March 26 Marks Equal Pay Day for Women in the U.S.
Women are still making 81 cents for every dollar men make (and that’s not even the full story).
Thursday, March 26, marks Equal Pay Day in the U.S. It’s the day that represents how far into the current year a woman (working full-time, year-round) would need to work to match what her male counterparts earned in the prior year. This year’s date falls one day later than last year’s.
The current gender pay gap sits around 81 cents for full-time, year-round workers and drops to just 76 cents when you include all women workers, meaning that overall, women make between 76 and 81 cents for every dollar a man makes.
The idea of marking Equal Pay Day was started in 1996 by the advocacy group National Committee on Pay Equity (NCPE) to raise awareness of the gender wage gap. The date moves around a little each year as the pay gap fluctuates, from as early as March 12 in 2024 to as late as May 11 in 2000 (when the pay gap was 74 cents).
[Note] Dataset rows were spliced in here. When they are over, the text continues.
//! Texture decoding and per-slot fallback resolution.

use std::collections::HashMap;
use std::fmt;
use std::path::{Path, PathBuf};
use std::sync::Arc;

use thiserror::Error;

use super::{DefaultTextures, Material, TextureSemantic};

/// Decoded RGBA8 image ready for upload.
#[derive(Debug, Clone, PartialEq, Eq)]
pub struct TextureImage {
    pub width: u32,
    pub height: u32,
    pub rgba: Vec<u8>,
}

impl TextureImage {
    /// 1x1 image holding `texel`.
    pub fn solid(texel: [u8; 4]) -> Self {
        Self {
            width: 1,
            height: 1,
            rgba: texel.to_vec(),
        }
    }
}

#[derive(Debug, Error)]
pub enum TextureError {
    #[error("failed to decode texture {}: {source}", .path.display())]
    Decode {
        path: PathBuf,
        #[source]
        source: image::ImageError,
    },
}

/// Source of decoded texture images.
pub trait TextureLoader {
    fn load(&mut self, path: &Path) -> Result<Arc<TextureImage>, TextureError>;
}

/// [`TextureLoader`] backed by the `image` crate.
///
/// Successful decodes are cached by path, so default assets shared by many
/// materials are decoded once.
#[derive(Default)]
pub struct ImageLoader {
    cache: HashMap<PathBuf, Arc<TextureImage>>,
}

impl ImageLoader {
    pub fn new() -> Self {
        Self::default()
    }

    pub fn cached(&self) -> usize {
        self.cache.len()
    }
}

impl TextureLoader for ImageLoader {
    fn load(&mut self, path: &Path) -> Result<Arc<TextureImage>, TextureError> {
        if let Some(image) = self.cache.get(path) {
            return Ok(image.clone());
        }

        let decoded = image::open(path).map_err(|source| TextureError::Decode {
            path: path.to_path_buf(),
            source,
        })?;
        let rgba = decoded.to_rgba8();

        let image = Arc::new(TextureImage {
            width: rgba.width(),
            height: rgba.height(),
            rgba: rgba.into_raw(),
        });
        log::debug!("decoded texture {} ({}x{})", path.display(), image.width, image.height);

        self.cache.insert(path.to_path_buf(), image.clone());
        Ok(image)
    }
}

/// Decoded images of one material, in [`TextureSemantic::ALL`] order.
#[derive(Debug, Clone)]
pub struct MaterialImages(pub [Arc<TextureImage>; 4]);

impl MaterialImages {
    pub fn get(&self, semantic: TextureSemantic) -> &Arc<TextureImage> {
        &self.0[semantic.index()]
    }
}

/// What replaced a texture that failed to load.
#[derive(Debug, Clone, PartialEq, Eq)]
pub enum Substitute {
    DefaultAsset(PathBuf),
    BuiltIn,
}

/// Recoverable texture resolution failure.
#[derive(Debug)]
pub struct TextureWarning {
    pub material: String,
    pub semantic: TextureSemantic,
    pub error: TextureError,
    pub substitute: Substitute,
}

impl fmt::Display for TextureWarning {
    fn fmt(&self, f: &mut fmt::Formatter<'_>) -> fmt::Result {
        write!(
            f,
            "material `{}` {} texture: {}; using ",
            self.material,
            self.semantic.label(),
            self.error
        )?;
        match &self.substitute {
            Substitute::DefaultAsset(path) => write!(f, "default {}", path.display()),
            Substitute::BuiltIn => f.write_str("built-in texel"),
        }
    }
}

/// Loads every slot of `material`, substituting on failure.
///
/// Chain per slot: resolved path, then the semantic's default asset, then the
/// built-in texel. Each substitution appends one warning.
pub fn load_material_images(
    material: &Material,
    defaults: &DefaultTextures,
    loader: &mut dyn TextureLoader,
    warnings: &mut Vec<TextureWarning>,
) -> MaterialImages {
    let images = TextureSemantic::ALL.map(|semantic| {
        let slot = material.slot(semantic);
        let error = match loader.load(&slot.path) {
            Ok(image) => return image,
            Err(error) => error,
        };

        let default_path = defaults.path(semantic);
        if slot.path != default_path {
            if let Ok(image) = loader.load(default_path) {
                warnings.push(TextureWarning {
                    material: material.name().to_string(),
                    semantic,
                    error,
                    substitute: Substitute::DefaultAsset(default_path.to_path_buf()),
                });
                return image;
            }
        }

        warnings.push(TextureWarning {
            material: material.name().to_string(),
            semantic,
            error,
            substitute: Substitute::BuiltIn,
        });
        Arc::new(TextureImage::solid(semantic.fallback_texel()))
    });

    MaterialImages(images)
}

#[cfg(test)]
mod tests {
    use super::*;
    use crate::asset::{SlotOrigin, TextureSlot};

    fn write_png(path: &Path, texel: [u8; 4]) {
        image::RgbaImage::from_pixel(2, 2, image::Rgba(texel))
            .save(path)
            .unwrap();
    }

    fn material(paths: [&Path; 4]) -> Material {
        Material::new(
            "m",
            paths.map(|p| TextureSlot {
                path: p.to_path_buf(),
                origin: SlotOrigin::Bound,
            }),
        )
    }

    #[test]
    fn loader_decodes_and_caches() {
        let dir = tempfile::tempdir().unwrap();
        let path = dir.path().join("brick.png");
        write_png(&path, [10, 20, 30, 255]);

        let mut loader = ImageLoader::new();
        let first = loader.load(&path).unwrap();
        let second = loader.load(&path).unwrap();

        assert_eq!((first.width, first.height), (2, 2));
        assert_eq!(&first.rgba[..4], &[10, 20, 30, 255]);
        assert!(Arc::ptr_eq(&first, &second));
        assert_eq!(loader.cached(), 1);
    }

    #[test]
    fn missing_file_is_a_decode_error() {
        let dir = tempfile::tempdir().unwrap();
        let mut loader = ImageLoader::new();
        let err = loader.load(&dir.path().join("nope.png")).unwrap_err();
        assert!(matches!(err, TextureError::Decode { .. }));
        assert_eq!(loader.cached(), 0);
    }

    #[test]
    fn broken_slot_falls_back_to_default_asset() {
        let dir = tempfile::tempdir().unwrap();
        let good = dir.path().join("good.png");
        let default_normal = dir.path().join("default_normal.png");
        let corrupt = dir.path().join("corrupt.png");
        write_png(&good, [1, 2, 3, 255]);
        write_png(&default_normal, [128, 128, 255, 255]);
        std::fs::write(&corrupt, b"not a png").unwrap();

        let defaults = DefaultTextures {
            normal: default_normal.clone(),
            ..DefaultTextures::default()
        };
        let material = material([&good, &corrupt, &good, &good]);

        let mut warnings = Vec::new();
        let images =
            load_material_images(&material, &defaults, &mut ImageLoader::new(), &mut warnings);

        assert_eq!(&images.get(TextureSemantic::Diffuse).rgba[..4], &[1, 2, 3, 255]);
        assert_eq!(
            &images.get(TextureSemantic::Normal).rgba[..4],
            &[128, 128, 255, 255]
        );
        assert_eq!(warnings.len(), 1);
        assert_eq!(warnings[0].semantic, TextureSemantic::Normal);
        assert_eq!(warnings[0].substitute, Substitute::DefaultAsset(default_normal));
    }

    #[test]
    fn missing_default_uses_built_in_texel() {
        let dir = tempfile::tempdir().unwrap();
        let absent = dir.path().join("absent.png");
        let defaults = DefaultTextures {
            diffuse: dir.path().join("d.png"),
            normal: dir.path().join("n.png"),
            specular: dir.path().join("s.png"),
            opacity: dir.path().join("o.png"),
        };
        let material = material([&absent, &absent, &absent, &absent]);

        let mut warnings = Vec::new();
        let images =
            load_material_images(&material, &defaults, &mut ImageLoader::new(), &mut warnings);

        for semantic in TextureSemantic::ALL {
            assert_eq!(
                **images.get(semantic),
                TextureImage::solid(semantic.fallback_texel())
            );
        }
        assert_eq!(warnings.len(), 4);
        assert!(warnings.iter().all(|w| w.substitute == Substitute::BuiltIn));
        assert!(warnings[0].to_string().contains("built-in texel"));
    }

    #[test]
    fn failing_default_slot_is_not_retried() {
        let dir = tempfile::tempdir().unwrap();
        let defaults = DefaultTextures {
            diffuse: dir.path().join("missing_default.png"),
            ..DefaultTextures::default()
        };
        let slot_path = defaults.diffuse.clone();
        let material = material([&slot_path, &slot_path, &slot_path, &slot_path]);

        let mut warnings = Vec::new();
        load_material_images(&material, &defaults, &mut ImageLoader::new(), &mut warnings);

        let diffuse: Vec<_> = warnings
            .iter()
            .filter(|w| w.semantic == TextureSemantic::Diffuse)
            .collect();
        assert_eq!(diffuse.len(), 1);
        assert_eq!(diffuse[0].substitute, Substitute::BuiltIn);
    }
}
There isn’t one sole reason for the gender pay gap. In part, it can be attributed to occupational segregation — the tendency for women to be concentrated in lower-paid professions and men in higher-paid ones. Then there’s the fact that women shoulder more unpaid labor and caregiving work than men — that alone can pull them away from paid work. Plus, women are more likely than men to take career breaks or need flexible work arrangements for childrearing and care work, which can slow the pace of promotions and pay raises. (Welcome to the “motherhood penalty.”) Finally, conscious and unconscious discrimination play a role in the workplace — resulting in women making less than men for doing the same job.
The overall gender pay gap also doesn’t capture important racial and identity differences, either. The pay gap for Black women is 63 cents, for mothers it’s 64 cents and for Latina women it’s 54 cents.
This year, equal pay advocates are noting that changes at the Equal Employment Opportunity Commission (EEOC) could make tracking pay data and enforcing discriminatory pay practices more difficult. The government agency designed to protect employment rights, they argue, is now chipping away at those rights. Over the last year the EEOC has, for example, changed guidance on LGBTQ+ workplace protections, rescinded its harassment guidance, and threatened legal action against companies that operate DEI programs.